Perlu diadakan pelatihan dan evaluasi berkala untuk meningkatkan kemampuan dan kepercayaan diri tenaga medis dalam situasi pandemi. Aspek perlindungan tenaga kesehatan saat pelayanan juga jangan sampai dianggap hal sepele hanya karena stok APD saat ini tidak ada kekurangan jika dibandingkan dengan saat awal wabah. Kelalaian dan kelengahan saat bertugas melayani pasien dapat menyebabkan transmisi virus dengan cepat.
Rumah sakit sejak pandemi menutup beberapa layanan yang bersifat non emergensi seperti penyakit kronik dan penyakit atau tindakan elektif dalam rangka pencegahan penularan virus ini di lingkungan rumah sakit. Namun akibatnya berdampak terhadap pemasukan rumah sakit dan tidak mungkin situasi ini berlangsung terus menerus dari sisi keuangan rumah sakit.
Hampir semua rumah sakit terdampak baik langsung maupun tidak langsung oleh situasi pandemi saat ini mulai dari keuangan sampai operasional dan SDM. Ada 4 tipe respons terhadap situasi krisis saat ini yaitu retrenchment (mengelola pengeluaran selaras dengan pemasukan), persevering (bertahan dengan situasi yang ada), innovating (membuat terobosan baru untuk dapat bertahan) atau exit (menyerah dengan keadaan krisis). Tenda lapangan atau rumah sakit lapangan adalah bentuk inovasi dengan minim biaya namun rumah sakit perlu mempersiapkan fasilitas pendukung, sarana prasarana penunjang, SDM, sistem dan SOP baru.
Sejak Covid-19 di Indonesia sudah dibangun beberapa prototipe Rumah Sakit Lapangan (Rumkitlap) di Kabupaten Bantul dan Lembaga sosial Dompet Dhuafa pada awal April 2020 di Jakarta. Pada Juni 2020 Pemerintah Provinsi Jawa Timur mendirikan Rumkitlap dalam rangka penanganan kasus Covid-19 yang meningkat di Jawa Timur.

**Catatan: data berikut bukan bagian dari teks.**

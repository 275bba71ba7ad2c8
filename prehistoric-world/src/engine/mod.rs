pub mod assets;
pub mod camera;
pub mod core;
pub mod creatures;
pub mod loading;
pub mod scene;
pub mod systems;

Kekhawatiran sekarang adalah ketika status pandemi dicabut maka semua pasien akan datang ke rumah sakit dan bercampur akibat lonjakan pasien pasca pandemi. Pasien-pasien penyakit kronik yang memerlukan obat dan pemeriksaan berkala menyebabkan surge capacity rumah sakit melebihi kemampuan.

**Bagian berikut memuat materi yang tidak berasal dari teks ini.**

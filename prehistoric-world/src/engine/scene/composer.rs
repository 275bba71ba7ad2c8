use bevy::prelude::*;

use crate::engine::assets::creature_catalog::CREATURE_CATALOG;
use crate::engine::assets::scene_config::SceneConfig;
use crate::engine::core::error::{SceneError, SceneFailure};
use crate::engine::creatures::assembler::spawn_creatures;
use crate::engine::scene::props::spawn_props;
use crate::engine::scene::terrain::spawn_terrain;
use crate::tools::help_overlay::spawn_help_overlay;

/// Entities mounted by one pass of the composer.
#[derive(Debug, Clone, Copy, PartialEq, Eq)]
pub struct MountSummary {
    pub props: usize,
    pub creatures: usize,
}

/// Build the whole scene in one go. Any error aborts the mount; the caller
/// routes it to the fallback screen and the partial scene is swept on exit.
pub fn compose_scene(
    commands: &mut Commands,
    meshes: &mut Assets<Mesh>,
    materials: &mut Assets<StandardMaterial>,
    config: &SceneConfig,
) -> Result<MountSummary, SceneError> {
    spawn_terrain(commands, meshes, materials, &config.terrain)?;
    let props = spawn_props(commands, meshes, materials, config);
    let creatures = spawn_creatures(commands, meshes, materials, CREATURE_CATALOG)?.len();
    spawn_help_overlay(commands);

    Ok(MountSummary { props, creatures })
}

pub fn spawn_scene(
    mut commands: Commands,
    mut meshes: ResMut<Assets<Mesh>>,
    mut materials: ResMut<Assets<StandardMaterial>>,
    mut failure: ResMut<SceneFailure>,
    config: Res<SceneConfig>,
) {
    match compose_scene(&mut commands, &mut meshes, &mut materials, &config) {
        Ok(summary) => info!(
            "Mounted scene: terrain, {} props, {} creatures",
            summary.props, summary.creatures
        ),
        Err(err) => failure.report(&err),
    }
}

#[cfg(test)]
mod tests {
    use bevy::ecs::system::RunSystemOnce;

    use super::*;
    use crate::engine::core::app_state::SceneEntity;
    use crate::engine::creatures::assembler::CreatureRoot;
    use crate::engine::scene::terrain::Terrain;

    fn scene_world(config: SceneConfig) -> World {
        let mut world = World::new();
        world.init_resource::<Assets<Mesh>>();
        world.init_resource::<Assets<StandardMaterial>>();
        world.init_resource::<SceneFailure>();
        world.insert_resource(config);
        world
    }

    #[test]
    fn default_config_mounts_everything() {
        let config = SceneConfig {
            prop_seed: Some(11),
            ..SceneConfig::default()
        };
        let scattered: usize = config
            .trees
            .iter()
            .chain(&config.rocks)
            .map(|c| c.count as usize)
            .sum();
        let expected_props = scattered + config.hills.len();
        let mut world = scene_world(config);

        world.run_system_once(spawn_scene).expect("scene mounts");

        assert!(world.resource::<SceneFailure>().message().is_none());
        assert_eq!(world.query::<&Terrain>().iter(&world).count(), 1);
        assert_eq!(world.query::<&CreatureRoot>().iter(&world).count(), 5);

        // terrain + props + creatures + help overlay
        let roots = world.query_filtered::<(), With<SceneEntity>>().iter(&world).count();
        assert_eq!(roots, 1 + expected_props + 5 + 1);
    }
}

Oleh karena itu Rumah sakit lapangan dapat menjadi alternatif bagi penyedia jasa layanan kesehatan dan juga menjadi solusi bagi pemerintah daerah atau pemerintah pusat untuk terus melakukan pelayanan kepada pasien karena memiliki kelebihan yaitu dapat memisahkan antara kasus suspek atau konfirmasi dengan pasien lainnya yang tidak ada indikasi Covid-19 sebagai bentuk business continuity plan.

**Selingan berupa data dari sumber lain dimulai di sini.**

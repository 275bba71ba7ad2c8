use bevy::prelude::*;

use crate::engine::loading::progress::LoadingProgress;

#[derive(Component)]
pub struct LoadingScreenRoot;

#[derive(Component)]
pub struct LoadingLabel;

#[derive(Component)]
pub struct LoadingBarFill;

pub fn loading_label(percent: f32) -> String {
    format!("Loading prehistoric world... {percent:.0}%")
}

pub fn spawn_loading_screen(mut commands: Commands) {
    commands
        .spawn((
            LoadingScreenRoot,
            Name::new("LoadingScreen"),
            BackgroundColor(Color::srgba(0.0, 0.0, 0.0, 0.7)),
            Node {
                width: Val::Percent(100.0),
                height: Val::Percent(100.0),
                position_type: PositionType::Absolute,
                display: Display::Flex,
                flex_direction: FlexDirection::Column,
                align_items: AlignItems::Center,
                justify_content: JustifyContent::Center,
                row_gap: Val::Px(12.0),
                ..default()
            },
        ))
        .with_children(|parent| {
            parent
                .spawn((
                    Name::new("LoadingBar"),
                    BackgroundColor(Color::srgb_u8(0x8B, 0x45, 0x13)),
                    Node {
                        width: Val::Px(160.0),
                        height: Val::Px(6.0),
                        overflow: Overflow::clip(),
                        ..default()
                    },
                ))
                .with_children(|bar| {
                    bar.spawn((
                        LoadingBarFill,
                        BackgroundColor(Color::srgb_u8(0xf5, 0x9e, 0x0b)),
                        Node {
                            width: Val::Percent(0.0),
                            height: Val::Percent(100.0),
                            ..default()
                        },
                    ));
                });

            parent.spawn((
                LoadingLabel,
                Text::new(loading_label(0.0)),
                TextFont {
                    font_size: 16.0,
                    ..default()
                },
                TextColor(Color::WHITE),
            ));
        });
}

pub fn update_loading_screen(
    loading_progress: Res<LoadingProgress>,
    mut labels: Query<&mut Text, With<LoadingLabel>>,
    mut fills: Query<&mut Node, With<LoadingBarFill>>,
) {
    if !loading_progress.is_changed() {
        return;
    }

    let percent = loading_progress.percent();
    for mut text in &mut labels {
        text.0 = loading_label(percent);
    }
    for mut node in &mut fills {
        node.width = Val::Percent(percent);
    }
}

pub fn despawn_loading_screen(
    mut commands: Commands,
    roots: Query<Entity, With<LoadingScreenRoot>>,
) {
    for entity in &roots {
        commands.entity(entity).despawn();
    }
}

#[cfg(test)]
mod tests {
    use super::*;

    #[test]
    fn label_rounds_to_whole_percent() {
        assert_eq!(loading_label(0.0), "Loading prehistoric world... 0%");
        assert_eq!(loading_label(75.0), "Loading prehistoric world... 75%");
        assert_eq!(loading_label(99.6), "Loading prehistoric world... 100%");
    }
}
//! Orbit camera for scene navigation.
//!
//! Left drag orbits, right drag pans and the wheel zooms, with distance and
//! polar clamps and smooth interpolation towards the target view.

/// Orbit camera resource and controller system.
pub mod orbit_camera;
//! Runtime diagnostics systems.

/// FPS tracking for the native frame-rate overlay.
///
/// Reads the smoothed frame-time diagnostic and updates the overlay text.
pub mod fps_tracking;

Di satu sisi pemasukan juga dapat bertambah dengan melayani pasien Covid-19 di fasilitas yang tidak bersifat permanen dan tidak memerlukan investasi besar. Kekurangan dari rumah sakit lapangan antara lain faktor keterbatasan area yang dimiliki fasilitas kesehatan. Kekurangan lainnya adalah perlu penguatan dan tim yang mengatur kebutuhan administrasi seperti SOP dan sistem yang terpisah dari fasilitas pelayanan utama dengan tetap memperhatikan aspek lingkungan, perizinan dan legalitas serta kualifikasi SDM dan perlindungan terhadap tenaga Kesehatan.